◆ **Task prompt**:
Search the data below for the word "LayeredView" and copy each line that holds it.

◆ **Extracted records**:
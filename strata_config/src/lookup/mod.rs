//! Read surface shared by [`FlatStore`] and [`LayeredView`].
//!
//! Implementors supply exact/section resolution and the resolved flat
//! dictionary; the casting accessors, key listings and Base64 helpers are
//! provided once here so both stores and views behave identically.
//!
//! [`LayeredView`]: crate::LayeredView

mod cast;

use std::collections::{BTreeMap, BTreeSet};
use std::fmt;
use std::num::NonZeroUsize;
use std::sync::Arc;

use base64::Engine;
use base64::engine::general_purpose::STANDARD;

use crate::key_path::{self, FlatMap};
use crate::{ConfigError, ConfigResult, FlatStore, Nested, Value};

pub use cast::{FALSE_LITERALS, TRUE_LITERALS, parse_bool};

/// Stored key that shadows the computed [`Lookup::keys`] listing.
pub const RESERVED_KEYS: &str = "keys";
/// Stored key that shadows the computed [`Lookup::values`] listing.
pub const RESERVED_VALUES: &str = "values";
/// Stored key that shadows the computed [`Lookup::items`] listing.
pub const RESERVED_ITEMS: &str = "items";

/// Result of resolving a key path.
#[derive(Clone, Debug, PartialEq)]
pub enum Entry {
    /// The path names a stored leaf.
    Value(Value),
    /// The path names a prefix; the section holds the keys below it with
    /// the prefix stripped.
    Section(FlatStore),
}

impl Entry {
    /// Returns the leaf if this entry is a [`Entry::Value`].
    #[must_use]
    pub const fn as_value(&self) -> Option<&Value> {
        match self {
            Self::Value(value) => Some(value),
            Self::Section(_) => None,
        }
    }

    /// Returns the section if this entry is a [`Entry::Section`].
    #[must_use]
    pub const fn as_section(&self) -> Option<&FlatStore> {
        match self {
            Self::Section(section) => Some(section),
            Self::Value(_) => None,
        }
    }

    /// Consume the entry, returning the leaf if present.
    #[must_use]
    pub fn into_value(self) -> Option<Value> {
        match self {
            Self::Value(value) => Some(value),
            Self::Section(_) => None,
        }
    }

    /// Consume the entry, returning the section if present.
    #[must_use]
    pub fn into_section(self) -> Option<FlatStore> {
        match self {
            Self::Section(section) => Some(section),
            Self::Value(_) => None,
        }
    }
}

impl fmt::Display for Entry {
    fn fmt(&self, f: &mut fmt::Formatter<'_>) -> fmt::Result {
        match self {
            Self::Value(value) => fmt::Display::fmt(value, f),
            Self::Section(section) => fmt::Display::fmt(section, f),
        }
    }
}

impl From<Value> for Entry {
    fn from(value: Value) -> Self {
        Self::Value(value)
    }
}

impl From<FlatStore> for Entry {
    fn from(section: FlatStore) -> Self {
        Self::Section(section)
    }
}

/// Outcome of a listing call whose name may also be a stored key.
///
/// Configurations may legitimately contain keys called `keys`, `values` or
/// `items`. When such a key exists the listing methods return it as
/// [`Reserved::Literal`] instead of computing the listing.
#[derive(Clone, Debug, PartialEq)]
pub enum Reserved<T> {
    /// The literal stored entry named like the listing.
    Literal(Entry),
    /// The computed listing.
    Computed(T),
}

impl<T> Reserved<T> {
    /// Returns the computed listing, or `None` when a literal key shadowed it.
    #[must_use]
    pub fn computed(self) -> Option<T> {
        match self {
            Self::Computed(listing) => Some(listing),
            Self::Literal(_) => None,
        }
    }

    /// Returns the literal entry, if one shadowed the listing.
    #[must_use]
    pub fn literal(self) -> Option<Entry> {
        match self {
            Self::Literal(entry) => Some(entry),
            Self::Computed(_) => None,
        }
    }
}

fn check_depth(depth: Option<usize>) -> ConfigResult<Option<NonZeroUsize>> {
    depth
        .map(|d| NonZeroUsize::new(d).ok_or_else(|| Arc::new(ConfigError::InvalidDepth)))
        .transpose()
}

fn computed_keys(flat: &FlatMap, depth: Option<NonZeroUsize>) -> BTreeSet<String> {
    flat.keys()
        .map(|key| depth.map_or(key.as_str(), |d| key_path::truncate(key, d)))
        .map(str::to_owned)
        .collect()
}

fn not_a_value(key: &str, expected: &'static str, section: &FlatStore) -> Arc<ConfigError> {
    Arc::new(ConfigError::InvalidCast {
        key: key.to_owned(),
        expected,
        value: section.to_string(),
    })
}

/// Read access to a configuration addressed by dotted key paths.
pub trait Lookup {
    /// Resolve `path` to a leaf or a section.
    ///
    /// An exact key wins; otherwise every key below `path` forms a section.
    ///
    /// # Errors
    ///
    /// Returns [`ConfigError::KeyNotFound`] when neither exists.
    fn get(&self, path: &str) -> ConfigResult<Entry>;

    /// Resolve only the keys below `path`, ignoring an exact leaf.
    ///
    /// # Errors
    ///
    /// Returns [`ConfigError::KeyNotFound`] when no key lies below `path`.
    fn section(&self, path: &str) -> ConfigResult<FlatStore>;

    /// Return the fully resolved flat dictionary.
    fn as_dict(&self) -> FlatMap;

    /// Return the resolved dictionary rebuilt as a nested mapping.
    fn as_nested(&self) -> Nested {
        key_path::unflatten(&self.as_dict())
    }

    /// Whether `path` resolves to a leaf or a section.
    fn contains(&self, path: &str) -> bool {
        self.get(path).is_ok()
    }

    /// Resolve `path`, falling back to `default` when it is missing.
    ///
    /// # Errors
    ///
    /// Propagates any failure other than [`ConfigError::KeyNotFound`].
    fn get_or(&self, path: &str, default: Value) -> ConfigResult<Entry> {
        match self.get(path) {
            Err(err) if err.is_key_not_found() => Ok(Entry::Value(default)),
            other => other,
        }
    }

    /// Resolve `path` and require a leaf.
    ///
    /// # Errors
    ///
    /// Returns [`ConfigError::KeyNotFound`] when `path` is missing and
    /// [`ConfigError::InvalidCast`] when it names a section.
    fn get_value(&self, path: &str) -> ConfigResult<Value> {
        match self.get(path)? {
            Entry::Value(value) => Ok(value),
            Entry::Section(section) => Err(not_a_value(path, "value", &section)),
        }
    }

    /// Read `path` as a boolean.
    ///
    /// Text is trimmed and lowercased, then matched against
    /// [`TRUE_LITERALS`] and [`FALSE_LITERALS`].
    ///
    /// # Errors
    ///
    /// Returns [`ConfigError::InvalidBooleanLiteral`] for unrecognised text.
    fn get_bool(&self, path: &str) -> ConfigResult<bool> {
        cast::to_bool(path, &self.get_value(path)?)
    }

    /// Read `path` as a signed integer.
    ///
    /// Booleans become `0` or `1` and text is parsed after trimming. Floats
    /// convert only when they have no fractional part: `3.0` reads as `3`,
    /// while `3.5` is rejected rather than truncated.
    ///
    /// # Errors
    ///
    /// Returns [`ConfigError::InvalidCast`] when the value is not integral.
    fn get_int(&self, path: &str) -> ConfigResult<i64> {
        cast::to_int(path, &self.get_value(path)?)
    }

    /// Read `path` as a float.
    ///
    /// # Errors
    ///
    /// Returns [`ConfigError::InvalidCast`] when the value is not numeric.
    fn get_float(&self, path: &str) -> ConfigResult<f64> {
        cast::to_float(path, &self.get_value(path)?)
    }

    /// Render `path` into `fmt`, replacing each `{}` with the display form
    /// of the entry. `{{` and `}}` render as literal braces.
    ///
    /// # Errors
    ///
    /// Returns [`ConfigError::KeyNotFound`] when `path` is missing.
    fn get_str(&self, path: &str, fmt: &str) -> ConfigResult<String> {
        Ok(cast::format_with(fmt, &self.get(path)?.to_string()))
    }

    /// Read the section below `path` as a flat dictionary with the prefix
    /// stripped.
    ///
    /// # Errors
    ///
    /// Returns [`ConfigError::KeyNotFound`] when no key lies below `path`.
    fn get_dict(&self, path: &str) -> ConfigResult<FlatMap> {
        Ok(self.section(path)?.into_flat())
    }

    /// Base64-encode the bytes of the value at `path`.
    ///
    /// # Errors
    ///
    /// Returns [`ConfigError::KeyNotFound`] when `path` is missing.
    fn base64_encode(&self, path: &str) -> ConfigResult<String> {
        Ok(STANDARD.encode(self.get_value(path)?.to_bytes()))
    }

    /// Strictly Base64-decode the bytes of the value at `path`.
    ///
    /// # Errors
    ///
    /// Returns [`ConfigError::InvalidEncoding`] when the value is not valid
    /// padded Base64.
    fn base64_decode(&self, path: &str) -> ConfigResult<Vec<u8>> {
        let raw = self.get_value(path)?.to_bytes();
        STANDARD.decode(raw).map_err(|source| {
            Arc::new(ConfigError::InvalidEncoding {
                key: path.to_owned(),
                source,
            })
        })
    }

    /// Return the stored entry named `name`, if any.
    ///
    /// # Errors
    ///
    /// Propagates failures other than [`ConfigError::KeyNotFound`].
    fn reserved(&self, name: &str) -> ConfigResult<Option<Entry>> {
        match self.get(name) {
            Ok(entry) => Ok(Some(entry)),
            Err(err) if err.is_key_not_found() => Ok(None),
            Err(err) => Err(err),
        }
    }

    /// List the distinct key paths, truncated to `depth` segments.
    ///
    /// A stored `keys` entry takes precedence over the listing.
    ///
    /// # Errors
    ///
    /// Returns [`ConfigError::InvalidDepth`] when `depth` is `Some(0)`.
    fn keys(&self, depth: Option<usize>) -> ConfigResult<Reserved<BTreeSet<String>>> {
        let depth = check_depth(depth)?;
        if let Some(entry) = self.reserved(RESERVED_KEYS)? {
            return Ok(Reserved::Literal(entry));
        }
        Ok(Reserved::Computed(computed_keys(&self.as_dict(), depth)))
    }

    /// List the entries behind each key of [`Lookup::keys`].
    ///
    /// A stored `values` entry takes precedence over the listing.
    ///
    /// # Errors
    ///
    /// Returns [`ConfigError::InvalidDepth`] when `depth` is `Some(0)`.
    fn values(&self, depth: Option<usize>) -> ConfigResult<Reserved<Vec<Entry>>> {
        let depth = check_depth(depth)?;
        if let Some(entry) = self.reserved(RESERVED_VALUES)? {
            return Ok(Reserved::Literal(entry));
        }
        let values = computed_keys(&self.as_dict(), depth)
            .iter()
            .map(|key| self.get(key))
            .collect::<ConfigResult<Vec<_>>>()?;
        Ok(Reserved::Computed(values))
    }

    /// Map each key of [`Lookup::keys`] to its entry.
    ///
    /// A stored `items` entry takes precedence over the listing.
    ///
    /// # Errors
    ///
    /// Returns [`ConfigError::InvalidDepth`] when `depth` is `Some(0)`.
    fn items(&self, depth: Option<usize>) -> ConfigResult<Reserved<BTreeMap<String, Entry>>> {
        let depth = check_depth(depth)?;
        if let Some(entry) = self.reserved(RESERVED_ITEMS)? {
            return Ok(Reserved::Literal(entry));
        }
        let items = computed_keys(&self.as_dict(), depth)
            .into_iter()
            .map(|key| self.get(&key).map(|entry| (key, entry)))
            .collect::<ConfigResult<BTreeMap<_, _>>>()?;
        Ok(Reserved::Computed(items))
    }

    /// Number of resolved leaves.
    fn len(&self) -> usize {
        self.as_dict().len()
    }

    /// Whether no leaves resolve.
    fn is_empty(&self) -> bool {
        self.len() == 0
    }
}
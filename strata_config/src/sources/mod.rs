//! Adapters turning already-parsed data into [`Nested`](crate::Nested)
//! mappings.
//!
//! None of these read files or parse text. Callers parse with the format
//! crate of their choice and hand the resulting value tree over, or take an
//! environment snapshot once at start-up.

pub mod env;
#[cfg(feature = "serde_json")]
pub mod json;
#[cfg(feature = "toml")]
pub mod toml_table;

use std::sync::Arc;

use crate::{ConfigError, key_path};

/// Error for a table nested inside an array, which cannot be flattened.
fn table_in_array(path: &str) -> Arc<ConfigError> {
    Arc::new(ConfigError::construction(format!(
        "tables inside arrays are not supported (at '{path}')"
    )))
}

/// Path of the `index`-th element of the array at `path`.
fn element_path(path: &str, index: usize) -> String {
    key_path::join(Some(path), &index.to_string())
}

#[cfg(test)]
mod tests;
//! Builder that stacks source layers into a layered view.

use std::borrow::Cow;

use camino::Utf8PathBuf;
use tracing::debug;

use crate::{ConfigError, ConfigResult, LayeredView, Nested};

use super::SourceLayer;

/// Builder that accumulates [`SourceLayer`] instances, lowest priority first.
#[derive(Debug, Default)]
pub struct LayerComposer {
    layers: Vec<SourceLayer<'static>>,
    case_fold: bool,
}

impl LayerComposer {
    /// Create an empty composer that preserves key case.
    #[must_use]
    pub const fn new() -> Self {
        Self {
            layers: Vec::new(),
            case_fold: false,
        }
    }

    /// Create a composer with preallocated capacity.
    #[must_use]
    pub fn with_capacity(capacity: usize) -> Self {
        Self {
            layers: Vec::with_capacity(capacity),
            case_fold: false,
        }
    }

    /// Lowercase every key segment of every layer when building.
    #[must_use]
    pub fn case_fold(mut self, case_fold: bool) -> Self {
        self.case_fold = case_fold;
        self
    }

    /// Push a defaults layer.
    pub fn push_defaults(&mut self, nested: Nested) {
        self.push_layer(SourceLayer::defaults(Cow::Owned(nested)));
    }

    /// Push a configuration file layer.
    pub fn push_file(&mut self, nested: Nested, path: Option<Utf8PathBuf>) {
        self.push_layer(SourceLayer::file(Cow::Owned(nested), path));
    }

    /// Push an environment layer.
    pub fn push_environment(&mut self, nested: Nested) {
        self.push_layer(SourceLayer::environment(Cow::Owned(nested)));
    }

    /// Push an explicit override layer.
    pub fn push_override(&mut self, nested: Nested) {
        self.push_layer(SourceLayer::overrides(Cow::Owned(nested)));
    }

    /// Push an arbitrary layer.
    pub fn push_layer(&mut self, layer: SourceLayer<'static>) {
        self.layers.push(layer);
    }

    /// Borrow the accumulated layers in push order.
    #[must_use]
    pub fn layers(&self) -> &[SourceLayer<'static>] {
        &self.layers
    }

    /// Flatten every layer and stack them so the last pushed is read first.
    ///
    /// # Errors
    ///
    /// Returns [`ConfigError::Construction`] when no layers were pushed.
    pub fn build(&self) -> ConfigResult<LayeredView> {
        if self.layers.is_empty() {
            return Err(ConfigError::construction("no configuration layers were composed").into());
        }
        let stores = self
            .layers
            .iter()
            .rev()
            .map(|layer| {
                let store = layer.to_store(self.case_fold);
                debug!(
                    provenance = ?layer.provenance(),
                    path = ?layer.path(),
                    keys = store.entries().len(),
                    "composed configuration layer"
                );
                store
            })
            .collect();
        LayeredView::new(stores)
    }
}

impl IntoIterator for LayerComposer {
    type Item = SourceLayer<'static>;
    type IntoIter = std::vec::IntoIter<SourceLayer<'static>>;

    fn into_iter(self) -> Self::IntoIter {
        self.layers.into_iter()
    }
}
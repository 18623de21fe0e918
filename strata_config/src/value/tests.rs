//! Unit tests for scalar values and nested nodes.

use rstest::rstest;

use super::{Node, Value};

#[rstest]
#[case(Value::Null, "null")]
#[case(Value::Bool(true), "true")]
#[case(Value::Integer(-4), "-4")]
#[case(Value::Float(1.5), "1.5")]
#[case(Value::from("text"), "text")]
#[case(Value::Bytes(b"raw".to_vec()), "raw")]
#[case(Value::List(vec![Value::from(1), Value::from("x")]), "[1, x]")]
fn display_forms(#[case] value: Value, #[case] expected: &str) {
    assert_eq!(value.to_string(), expected);
}

#[rstest]
fn bytes_pass_through_unchanged() {
    let raw = vec![0_u8, 159, 146, 150];
    assert_eq!(Value::Bytes(raw.clone()).to_bytes(), raw);
}

#[rstest]
fn option_maps_none_to_null() {
    assert_eq!(Value::from(None::<i64>), Value::Null);
    assert_eq!(Value::from(Some("a")), Value::from("a"));
}

#[rstest]
fn table_builder_collects_entries() {
    let node = Node::table([("a", Node::from(1)), ("b", Node::from("two"))]);
    let table = node.as_table().cloned().unwrap_or_default();
    assert_eq!(table.len(), 2);
    assert_eq!(table.get("b").and_then(Node::as_value), Some(&Value::from("two")));
}

#[rstest]
fn values_serialise_natively() -> anyhow::Result<()> {
    let node = Node::table([
        ("flag", Node::from(true)),
        ("list", Node::from(vec![Value::from(1), Value::Null])),
    ]);
    let json = serde_json::to_value(&node)?;
    assert_eq!(json, serde_json::json!({"flag": true, "list": [1, null]}));
    Ok(())
}
//! Conversion from parsed JSON values.

use serde_json::Value as JsonValue;

use crate::{ConfigError, ConfigResult, ConfigResultExt, Nested, Node, Value};

use super::{element_path, table_in_array};

/// Convert a parsed JSON object into a nested mapping.
///
/// Arrays become [`Value::List`] leaves; integers that fit `i64` stay
/// integers and every other number becomes a float.
///
/// # Errors
///
/// Returns [`ConfigError::Construction`] when `value` is not an object or an
/// array contains an object.
///
/// # Examples
///
/// ```
/// use serde_json::json;
/// use strata_config::sources::json::from_json;
/// use strata_config::{FlatStore, Lookup};
///
/// let nested = from_json(&json!({"db": {"port": 5432}}))?;
/// let store = FlatStore::from_nested(&nested, false);
/// assert_eq!(store.get_int("db.port")?, 5432);
/// # Ok::<_, std::sync::Arc<strata_config::ConfigError>>(())
/// ```
pub fn from_json(value: &JsonValue) -> ConfigResult<Nested> {
    let JsonValue::Object(map) = value else {
        return Err(ConfigError::construction("JSON configuration must be an object")).into_config();
    };
    map.iter()
        .map(|(key, child)| Ok((key.clone(), node(key, child)?)))
        .collect()
}

fn node(path: &str, value: &JsonValue) -> ConfigResult<Node> {
    match value {
        JsonValue::Object(map) => map
            .iter()
            .map(|(key, child)| {
                let child_path = crate::key_path::join(Some(path), key);
                Ok((key.clone(), node(&child_path, child)?))
            })
            .collect::<ConfigResult<Nested>>()
            .map(Node::Table),
        other => leaf(path, other).map(Node::Leaf),
    }
}

fn leaf(path: &str, value: &JsonValue) -> ConfigResult<Value> {
    Ok(match value {
        JsonValue::Null => Value::Null,
        JsonValue::Bool(flag) => Value::Bool(*flag),
        JsonValue::Number(number) => number.as_i64().map_or_else(
            || Value::Float(number.as_f64().unwrap_or(f64::NAN)),
            Value::Integer,
        ),
        JsonValue::String(text) => Value::String(text.clone()),
        JsonValue::Array(items) => Value::List(
            items
                .iter()
                .enumerate()
                .map(|(index, item)| leaf(&element_path(path, index), item))
                .collect::<ConfigResult<Vec<_>>>()?,
        ),
        JsonValue::Object(_) => return Err(table_in_array(path)),
    })
}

◆ **Task solution**:
//! Read surface shared by [`FlatStore`] and [`LayeredView`].
//! [`LayeredView`]: crate::LayeredView
use crate::{ConfigError, ConfigResult, LayeredView, Nested};
    pub fn build(&self) -> ConfigResult<LayeredView> {
        LayeredView::new(stores)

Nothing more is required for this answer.